• [Aim of the task]: In the material below, some lines carry "Oncology". Copy each such line.

>>>>>

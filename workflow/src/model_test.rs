use super::*;

#[test]
fn submission_accepts_numeric_id_and_object_category() {
    let json = serde_json::json!({
        "id": 42,
        "title": "Study of X",
        "category": { "id": 3, "name": "Oncology" },
        "status": "ACCEPTED",
        "submitter_name": "Dr. Rao",
        "review_phase": 2
    });
    let sub: Submission = serde_json::from_value(json).unwrap();
    assert_eq!(sub.id, "42");
    assert_eq!(sub.category.as_deref(), Some("Oncology"));
    assert_eq!(sub.status, ReviewStatus::Accepted);
    assert_eq!(sub.submitter.as_deref(), Some("Dr. Rao"));
    assert_eq!(sub.review_phase, Some(2));
}

#[test]
fn submission_accepts_plain_category_and_missing_fields() {
    let sub: Submission = serde_json::from_value(serde_json::json!({
        "id": "a-1",
        "category": "Cardiology"
    }))
    .unwrap();
    assert_eq!(sub.category.as_deref(), Some("Cardiology"));
    assert_eq!(sub.status, ReviewStatus::Unknown);
    assert!(sub.authors.is_empty());
}

#[test]
fn unknown_status_does_not_fail_decoding() {
    let status: ReviewStatus = serde_json::from_value(serde_json::json!("WITHDRAWN")).unwrap();
    assert_eq!(status, ReviewStatus::Unknown);
}

#[test]
fn status_round_trips_wire_names() {
    for status in [ReviewStatus::Draft, ReviewStatus::Pending, ReviewStatus::Accepted, ReviewStatus::Rejected] {
        let json = serde_json::to_value(status).unwrap();
        assert_eq!(json, serde_json::json!(status.as_str()));
    }
}

#[test]
fn content_sections_get_set_follow_kind() {
    let mut sections = ContentSections::default();
    sections.set(SectionKind::Results, "It worked.");
    assert_eq!(sections.get(SectionKind::Results), "It worked.");
    let labels: Vec<_> = sections.iter().map(|(kind, _)| kind.label()).collect();
    assert_eq!(labels, ["Introduction", "Aims & Objectives", "Materials & Methods", "Results", "Conclusion"]);
}

#[test]
fn verifier_accepts_username_alias() {
    let v: Verifier = serde_json::from_value(serde_json::json!({ "id": 7, "username": "rev1" })).unwrap();
    assert_eq!(v.id, "7");
    assert_eq!(v.name, "rev1");
    assert_eq!(Entity::id(&v), "7");
}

<<<<<

• [Written solution]:
        "category": { "id": 3, "name": "Oncology" },
    assert_eq!(sub.category.as_deref(), Some("Oncology"));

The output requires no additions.